-- Input material follows --
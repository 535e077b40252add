// SPDX-FileCopyrightText: 2026 rgbctrl contributors
//
// SPDX-License-Identifier: BSD-2-Clause

use serde::{Deserialize, Serialize};

use crate::pixel::{CHANNELS, MAX_PER_CHANNEL};

pub const BUILD_VERSION: &str = env!("CARGO_PKG_VERSION");
pub const COPYRIGHT: &str = "rgbctrl contributors";

/// Animation mode, wire-encoded as a plain `u8` (0..=14) rather than a
/// string so the JSON stays compact on the constrained link.
#[derive(Debug, Clone, Copy, PartialEq, Eq, Default)]
pub enum Mode {
    #[default]
    Solid = 0,
    Breathe = 1,
    ColorWipe = 2,
    Larson = 3,
    Rainbow = 4,
    TheaterChase = 5,
    Twinkle = 6,
    Comet = 7,
    Meteor = 8,
    ClockSpin = 9,
    Plasma = 10,
    Fire = 11,
    PaletteCycle = 12,
    PaletteChase = 13,
    Custom = 14,
}

impl Mode {
    pub const MAX: u8 = 14;

    pub fn from_u8(v: u8) -> Option<Self> {
        Some(match v {
            0 => Mode::Solid,
            1 => Mode::Breathe,
            2 => Mode::ColorWipe,
            3 => Mode::Larson,
            4 => Mode::Rainbow,
            5 => Mode::TheaterChase,
            6 => Mode::Twinkle,
            7 => Mode::Comet,
            8 => Mode::Meteor,
            9 => Mode::ClockSpin,
            10 => Mode::Plasma,
            11 => Mode::Fire,
            12 => Mode::PaletteCycle,
            13 => Mode::PaletteChase,
            14 => Mode::Custom,
            _ => return None,
        })
    }

    pub fn as_u8(self) -> u8 {
        self as u8
    }
}

impl Serialize for Mode {
    fn serialize<S>(&self, serializer: S) -> Result<S::Ok, S::Error>
    where
        S: serde::Serializer,
    {
        serializer.serialize_u8(self.as_u8())
    }
}

impl<'de> Deserialize<'de> for Mode {
    /// Clamps an out-of-range `mode` into `0..=MAX` instead of rejecting
    /// the request, matching how every other field in [`Config`] is
    /// handled on parse.
    fn deserialize<D>(deserializer: D) -> Result<Self, D::Error>
    where
        D: serde::Deserializer<'de>,
    {
        let raw = u8::deserialize(deserializer)?;
        Ok(Mode::from_u8(raw.min(Mode::MAX)).expect("clamped value is always in range"))
    }
}

/// Persistent configuration record, the same shape that is written to and
/// read back from the config store. Field names mirror the wire protocol
/// via `camelCase` renaming.
#[derive(Debug, Clone, Serialize, Deserialize, PartialEq)]
#[serde(rename_all = "camelCase")]
pub struct Config {
    pub count: [u8; CHANNELS],
    pub brightness: u8,
    pub mode: Mode,
    pub speed: u8,
    pub intensity: u8,
    pub width: u8,
    pub color_a: u32,
    pub color_b: u32,
    pub color_c: u32,
    pub color_d: u32,
    pub palette_count: u8,
    pub resume_on_boot: bool,
    pub enable_cpu: bool,
    pub enable_fan: bool,
    pub reverse: [bool; CHANNELS],
    pub master_off: bool,
    pub custom_seq: String,
    pub custom_loop: bool,
}

impl Default for Config {
    fn default() -> Self {
        Config {
            count: [50, 50, 50, 50],
            brightness: 180,
            mode: Mode::Rainbow,
            speed: 128,
            intensity: 128,
            width: 4,
            color_a: 0xFF0000,
            color_b: 0xFFBF00,
            color_c: 0x00FF00,
            color_d: 0x0000FF,
            palette_count: 2,
            resume_on_boot: true,
            enable_cpu: true,
            enable_fan: true,
            reverse: [true, false, false, true],
            master_off: false,
            custom_seq: String::new(),
            custom_loop: true,
        }
    }
}

impl Config {
    /// Clamps every field to its valid range in place. Called after
    /// deserializing from either the wire or the config store, so neither
    /// path can hand the effect engine an out-of-range value.
    pub fn clamp(&mut self) {
        for c in self.count.iter_mut() {
            *c = (*c).min(MAX_PER_CHANNEL as u8);
        }
        self.brightness = self.brightness.max(1);
        self.palette_count = self.palette_count.clamp(1, 4);
        self.width = self.width.max(1);
    }

    pub fn ring_len(&self) -> u32 {
        self.count.iter().map(|&c| c as u32).sum()
    }

    pub fn snapshot(&self) -> ConfigSnapshot {
        ConfigSnapshot {
            cfg: self.clone(),
            ring_len: self.ring_len(),
            build_version: BUILD_VERSION.to_string(),
            copyright: COPYRIGHT.to_string(),
            in_preview: false,
        }
    }
}

/// Everything [`Config`] has, plus the derived, display-only fields the
/// full `toJson()` response carries but the persisted record does not.
#[derive(Debug, Clone, Serialize)]
#[serde(rename_all = "camelCase")]
pub struct ConfigSnapshot {
    #[serde(flatten)]
    pub cfg: Config,
    pub ring_len: u32,
    pub build_version: String,
    pub copyright: String,
    pub in_preview: bool,
}

#[cfg(test)]
mod tests {
    use super::*;

    #[test]
    fn mode_round_trips_through_u8() {
        for raw in 0..=Mode::MAX {
            let m = Mode::from_u8(raw).expect("in range");
            assert_eq!(m.as_u8(), raw);
        }
        assert!(Mode::from_u8(Mode::MAX + 1).is_none());
    }

    #[test]
    fn mode_serializes_as_bare_integer() {
        let json = serde_json::to_string(&Mode::Comet).unwrap();
        assert_eq!(json, "7");
    }

    #[test]
    fn mode_deserialize_clamps_out_of_range_instead_of_rejecting() {
        let m: Mode = serde_json::from_str("999").unwrap();
        assert_eq!(m, Mode::Custom);
    }

    #[test]
    fn clamp_caps_counts_and_palette() {
        let mut cfg = Config {
            count: [200, 0, 0, 0],
            palette_count: 9,
            width: 0,
            brightness: 0,
            ..Config::default()
        };
        cfg.clamp();
        assert_eq!(cfg.count[0], MAX_PER_CHANNEL as u8);
        assert_eq!(cfg.palette_count, 4);
        assert_eq!(cfg.width, 1);
        assert_eq!(cfg.brightness, 1);
    }

    #[test]
    fn config_round_trips_camel_case_json() {
        let cfg = Config::default();
        let json = serde_json::to_value(&cfg).unwrap();
        assert!(json.get("colorA").is_some());
        assert!(json.get("paletteCount").is_some());
        assert!(json.get("resumeOnBoot").is_some());
        assert!(json.get("customSeq").is_some());
        let back: Config = serde_json::from_value(json).unwrap();
        assert_eq!(back, cfg);
    }

    #[test]
    fn snapshot_adds_derived_fields_only() {
        let cfg = Config::default();
        let snap = cfg.snapshot();
        let json = serde_json::to_value(&snap).unwrap();
        assert!(json.get("ringLen").is_some());
        assert!(json.get("buildVersion").is_some());
        assert!(json.get("copyright").is_some());
        assert!(json.get("colorA").is_some());
    }
}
-- Input material concluded --
Problem = Look over the entries above and tally the lines containing the string "wire"; the answer is that total only.

Worked solution = 3